ACTIVITY:
Retype the full set of data, character for character.

INPUT DATA:
//! Fresh hostname generation: `<prefix>-<millis>-<8 random chars>.<suffix>`

use chrono::{DateTime, Utc};
use rand::rngs::OsRng;
use rand::RngCore;

use super::run::{DomainMap, DomainRole};
use crate::config::defaults::DOMAIN_SUFFIX_LENGTH;
use crate::config::DomainSuffixes;

const HOST_CHARS: &[u8] = b"abcdefghijklmnopqrstuvwxyz0123456789";

/// Largest multiple of 36 that fits in a byte
const ACCEPT_BELOW: u8 = 252;

pub fn generate_domains(suffixes: &DomainSuffixes, now: DateTime<Utc>) -> Result<DomainMap, rand::Error> {
    let stamp = now.timestamp_millis();
    let mut map = DomainMap::new();
    for role in DomainRole::ALL {
        let suffix = match role {
            DomainRole::Main => &suffixes.main,
            DomainRole::Bot => &suffixes.bot,
            DomainRole::Api => &suffixes.api,
            DomainRole::Backup => &suffixes.backup,
        };
        let host = format!("{}-{}-{}.{}", role.prefix(), stamp, random_label(DOMAIN_SUFFIX_LENGTH)?, suffix);
        map.insert(role, host);
    }
    Ok(map)
}

/// Lowercase DNS-safe random label
fn random_label(len: usize) -> Result<String, rand::Error> {
    let mut out = String::with_capacity(len);
    let mut buf = [0u8; 16];
    while out.len() < len {
        OsRng.try_fill_bytes(&mut buf)?;
        for &b in buf.iter().filter(|&&b| b < ACCEPT_BELOW) {
            if out.len() == len {
                break;
            }
            out.push(char::from(HOST_CHARS[usize::from(b) % HOST_CHARS.len()]));
        }
    }
    Ok(out)
}

#[cfg(test)]
mod tests {
    use super::*;

    #[test]
    fn test_all_roles_generated_with_suffixes() {
        let now = Utc::now();
        let map = generate_domains(&DomainSuffixes::default(), now).unwrap();
        assert_eq!(map.roles(), DomainRole::ALL.to_vec());

        let main = map.get(DomainRole::Main).unwrap();
        assert!(main.starts_with(&format!("vote-{}-", now.timestamp_millis())));
        assert!(main.ends_with(".vercel.app"));
        assert!(map.get(DomainRole::Backup).unwrap().ends_with(".netlify.app"));
    }

    #[test]
    fn test_labels_are_dns_safe_and_distinct() {
        let a = generate_domains(&DomainSuffixes::default(), Utc::now()).unwrap();
        let b = generate_domains(&DomainSuffixes::default(), Utc::now()).unwrap();
        assert_ne!(a, b);

        let host = a.get(DomainRole::Api).unwrap();
        let label = host.split('.').next().unwrap();
        assert!(label
            .chars()
            .all(|c| c.is_ascii_lowercase() || c.is_ascii_digit() || c == '-'));
    }
}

OUTPUT FOR THIS EXERCISE:
//! Fresh hostname generation: `<prefix>-<millis>-<8 random chars>.<suffix>`

use chrono::{DateTime, Utc};
use rand::rngs::OsRng;
use rand::RngCore;

use super::run::{DomainMap, DomainRole};
use crate::config::defaults::DOMAIN_SUFFIX_LENGTH;
use crate::config::DomainSuffixes;

const HOST_CHARS: &[u8] = b"abcdefghijklmnopqrstuvwxyz0123456789";

/// Largest multiple of 36 that fits in a byte
const ACCEPT_BELOW: u8 = 252;

pub fn generate_domains(suffixes: &DomainSuffixes, now: DateTime<Utc>) -> Result<DomainMap, rand::Error> {
    let stamp = now.timestamp_millis();
    let mut map = DomainMap::new();
    for role in DomainRole::ALL {
        let suffix = match role {
            DomainRole::Main => &suffixes.main,
            DomainRole::Bot => &suffixes.bot,
            DomainRole::Api => &suffixes.api,
            DomainRole::Backup => &suffixes.backup,
        };
        let host = format!("{}-{}-{}.{}", role.prefix(), stamp, random_label(DOMAIN_SUFFIX_LENGTH)?, suffix);
        map.insert(role, host);
    }
    Ok(map)
}

/// Lowercase DNS-safe random label
fn random_label(len: usize) -> Result<String, rand::Error> {
    let mut out = String::with_capacity(len);
    let mut buf = [0u8; 16];
    while out.len() < len {
        OsRng.try_fill_bytes(&mut buf)?;
        for &b in buf.iter().filter(|&&b| b < ACCEPT_BELOW) {
            if out.len() == len {
                break;
            }
            out.push(char::from(HOST_CHARS[usize::from(b) % HOST_CHARS.len()]));
        }
    }
    Ok(out)
}

#[cfg(test)]
mod tests {
    use super::*;

    #[test]
    fn test_all_roles_generated_with_suffixes() {
        let now = Utc::now();
        let map = generate_domains(&DomainSuffixes::default(), now).unwrap();
        assert_eq!(map.roles(), DomainRole::ALL.to_vec());

        let main = map.get(DomainRole::Main).unwrap();
        assert!(main.starts_with(&format!("vote-{}-", now.timestamp_millis())));
        assert!(main.ends_with(".vercel.app"));
        assert!(map.get(DomainRole::Backup).unwrap().ends_with(".netlify.app"));
    }

    #[test]
    fn test_labels_are_dns_safe_and_distinct() {
        let a = generate_domains(&DomainSuffixes::default(), Utc::now()).unwrap();
        let b = generate_domains(&DomainSuffixes::default(), Utc::now()).unwrap();
        assert_ne!(a, b);

        let host = a.get(DomainRole::Api).unwrap();
        let label = host.split('.').next().unwrap();
        assert!(label
            .chars()
            .all(|c| c.is_ascii_lowercase() || c.is_ascii_digit() || c == '-'));
    }
}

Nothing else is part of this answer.